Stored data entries
◇ ◇ ◇ ◇ ◇ ◇ ◇

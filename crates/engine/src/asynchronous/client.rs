//! Async client and root transaction

use std::fmt;
use std::sync::Arc;

use tracing::debug;
use tupledb_core::{prepend, Bounds, Error, KeyValuePair, Result, Tuple, TxId, Value, WriteOps};
use tupledb_storage::AsyncTupleStorage;

use super::{async_callback, AsyncCallback, AsyncTransactionSubspace, AsyncTupleDatabase};
use crate::database::RetryConfig;
use crate::reactivity::Unsubscribe;
use crate::transaction::{strip_rows, TransactionStatus, WriteBuffer};
use crate::transaction_ops::single;

/// Subspace-aware handle to a shared [`AsyncTupleDatabase`]
pub struct AsyncTupleDatabaseClient<S> {
    db: Arc<AsyncTupleDatabase<S>>,
    prefix: Tuple,
}

impl<S> Clone for AsyncTupleDatabaseClient<S> {
    fn clone(&self) -> Self {
        Self {
            db: Arc::clone(&self.db),
            prefix: self.prefix.clone(),
        }
    }
}

impl<S: AsyncTupleStorage> AsyncTupleDatabaseClient<S> {
    /// Root client over `db`
    pub fn new(db: Arc<AsyncTupleDatabase<S>>) -> Self {
        Self {
            db,
            prefix: Vec::new(),
        }
    }

    /// The underlying database
    pub fn database(&self) -> &Arc<AsyncTupleDatabase<S>> {
        &self.db
    }

    /// This client's absolute prefix
    pub fn prefix(&self) -> &[Value] {
        &self.prefix
    }

    /// Rows within `bounds`, outside any transaction
    pub async fn scan(&self, bounds: Bounds) -> Result<Vec<KeyValuePair>> {
        let bounds = bounds.with_prefix(&self.prefix).normalize();
        let rows = self.db.scan(&bounds, None).await?;
        Ok(strip_rows(&self.prefix, rows))
    }

    /// The value at `tuple`, if any
    pub async fn get(&self, tuple: Tuple) -> Result<Option<Value>> {
        let rows = self.scan(Bounds::point(tuple.clone())).await?;
        single(tuple, rows)
    }

    /// Whether a row exists at `tuple`
    pub async fn exists(&self, tuple: Tuple) -> Result<bool> {
        Ok(self.get(tuple).await?.is_some())
    }

    /// Await `callback` for every later commit writing inside `bounds`
    ///
    /// The callback sees keys relative to this client's subspace.
    pub fn subscribe(&self, bounds: Bounds, callback: AsyncCallback) -> Result<Unsubscribe> {
        let bounds = bounds.with_prefix(&self.prefix).normalize();
        if self.prefix.is_empty() {
            return self.db.subscribe(bounds, callback);
        }
        let prefix = self.prefix.clone();
        let relative = async_callback(move |writes: WriteOps, tx_id: TxId| {
            callback(writes.strip_prefix(&prefix), tx_id)
        });
        self.db.subscribe(bounds, relative)
    }

    /// Apply `writes` directly, optionally as transaction `tx_id`
    pub async fn commit(&self, writes: WriteOps, tx_id: Option<TxId>) -> Result<()> {
        self.db.commit(&writes.with_prefix(&self.prefix), tx_id).await
    }

    /// Discard `tx_id`'s recorded reads
    pub fn cancel(&self, tx_id: TxId) {
        self.db.cancel(tx_id);
    }

    /// A client for the subspace `prefix` below this one
    pub fn subspace(&self, prefix: Tuple) -> Self {
        Self {
            db: Arc::clone(&self.db),
            prefix: prepend(&self.prefix, prefix),
        }
    }

    /// Start a root transaction
    pub fn transact(&self) -> AsyncTransaction<S> {
        let tx_id = self.db.begin();
        AsyncTransaction::new(Arc::clone(&self.db), self.prefix.clone(), tx_id)
    }

    /// Start a root transaction with a caller-chosen id
    pub fn transact_with_id(&self, tx_id: TxId) -> AsyncTransaction<S> {
        let tx_id = self.db.begin_with_id(tx_id);
        AsyncTransaction::new(Arc::clone(&self.db), self.prefix.clone(), tx_id)
    }

    /// Close the underlying database
    pub async fn close(&self) -> Result<()> {
        self.db.close().await
    }

    /// The retry policy from the database configuration
    pub fn retry_config(&self) -> RetryConfig {
        self.db.config().retry_config()
    }
}

impl<S> fmt::Debug for AsyncTupleDatabaseClient<S> {
    fn fmt(&self, f: &mut fmt::Formatter<'_>) -> fmt::Result {
        f.debug_struct("AsyncTupleDatabaseClient")
            .field("prefix", &self.prefix)
            .finish_non_exhaustive()
    }
}

/// A root transaction over an [`AsyncTupleDatabase`]
///
/// Same lifecycle as [`Transaction`](crate::Transaction): commit, cancel or
/// a failed commit end it, and dropping it while active cancels it. A commit
/// whose future is dropped mid-flight leaves it `Committing`, cancelled.
pub struct AsyncTransaction<S: AsyncTupleStorage> {
    db: Arc<AsyncTupleDatabase<S>>,
    prefix: Tuple,
    tx_id: TxId,
    buffer: WriteBuffer,
    status: TransactionStatus,
}

impl<S: AsyncTupleStorage> AsyncTransaction<S> {
    fn new(db: Arc<AsyncTupleDatabase<S>>, prefix: Tuple, tx_id: TxId) -> Self {
        Self {
            db,
            prefix,
            tx_id,
            buffer: WriteBuffer::new(),
            status: TransactionStatus::Active,
        }
    }

    /// This transaction's id
    pub fn id(&self) -> TxId {
        self.tx_id
    }

    /// Current lifecycle state
    pub fn status(&self) -> TransactionStatus {
        self.status
    }

    /// Whether the transaction still accepts operations
    pub fn is_open(&self) -> bool {
        self.status == TransactionStatus::Active
    }

    /// Number of distinct keys written so far
    pub fn pending_operations(&mut self) -> usize {
        self.buffer.len()
    }

    /// The batch `commit` would apply, relative to the client's subspace
    pub fn write_ops(&mut self) -> WriteOps {
        self.buffer.write_ops().strip_prefix(&self.prefix)
    }

    /// Rows within `bounds`, with this transaction's writes applied
    pub async fn scan(&mut self, bounds: Bounds) -> Result<Vec<KeyValuePair>> {
        self.ensure_open()?;
        let bounds = bounds.with_prefix(&self.prefix).normalize();
        bounds.validate()?;

        // The merge is synchronous, so fetch a widened storage range first
        let widened = self.buffer.fetch_bounds(&bounds);
        let rows = self.db.scan(&widened, Some(self.tx_id)).await?;
        let merged = self.buffer.merge(&bounds, |_| Ok(rows))?;
        Ok(strip_rows(&self.prefix, merged))
    }

    /// The value at `tuple`, if any
    pub async fn get(&mut self, tuple: Tuple) -> Result<Option<Value>> {
        let rows = self.scan(Bounds::point(tuple.clone())).await?;
        single(tuple, rows)
    }

    /// Whether a row exists at `tuple`
    pub async fn exists(&mut self, tuple: Tuple) -> Result<bool> {
        Ok(self.get(tuple).await?.is_some())
    }

    /// Buffer an insert or overwrite
    pub fn set(&mut self, tuple: Tuple, value: Value) -> Result<()> {
        self.ensure_open()?;
        self.buffer.set(prepend(&self.prefix, tuple), value);
        Ok(())
    }

    /// Buffer a delete
    pub fn remove(&mut self, tuple: Tuple) -> Result<()> {
        self.ensure_open()?;
        self.buffer.remove(prepend(&self.prefix, tuple));
        Ok(())
    }

    /// A non-committing view of this transaction under `prefix`
    pub fn subspace(&mut self, prefix: Tuple) -> AsyncTransactionSubspace<'_, S> {
        AsyncTransactionSubspace::new(self, prefix)
    }

    /// Apply every buffered write atomically
    ///
    /// The transaction is closed afterwards whether or not the commit
    /// succeeded.
    pub async fn commit(&mut self) -> Result<()> {
        self.ensure_open()?;
        let writes = self.buffer.write_ops();
        // The database cancels the transaction if this future is dropped
        self.status = TransactionStatus::Committing;
        match self.db.commit(&writes, Some(self.tx_id)).await {
            Ok(()) => {
                self.status = TransactionStatus::Committed;
                Ok(())
            }
            Err(e) => {
                self.status = TransactionStatus::Aborted;
                Err(e)
            }
        }
    }

    /// Discard buffered writes and recorded reads
    pub fn cancel(&mut self) -> Result<()> {
        self.ensure_open()?;
        self.status = TransactionStatus::Cancelled;
        self.db.cancel(self.tx_id);
        Ok(())
    }

    fn ensure_open(&self) -> Result<()> {
        if self.is_open() {
            Ok(())
        } else {
            Err(Error::TransactionClosed {
                tx_id: self.tx_id,
                state: self.status.to_string(),
            })
        }
    }
}

impl<S: AsyncTupleStorage> Drop for AsyncTransaction<S> {
    fn drop(&mut self) {
        if self.is_open() {
            debug!(target: "tupledb::txn", tx_id = %self.tx_id, "Dropping open transaction");
            self.status = TransactionStatus::Cancelled;
            self.db.cancel(self.tx_id);
        }
    }
}

impl<S: AsyncTupleStorage> fmt::Debug for AsyncTransaction<S> {
    fn fmt(&self, f: &mut fmt::Formatter<'_>) -> fmt::Result {
        f.debug_struct("AsyncTransaction")
            .field("tx_id", &self.tx_id)
            .field("prefix", &self.prefix)
            .field("status", &self.status)
            .finish_non_exhaustive()
    }
}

◇ ◇ ◇ ◇ ◇ ◇ ◇

» **Problem to solve**:
Each line above where the word "within" occurs should be copied out.

» **Solution to this problem**:
    /// Rows within `bounds`, outside any transaction
    /// Rows within `bounds`, with this transaction's writes applied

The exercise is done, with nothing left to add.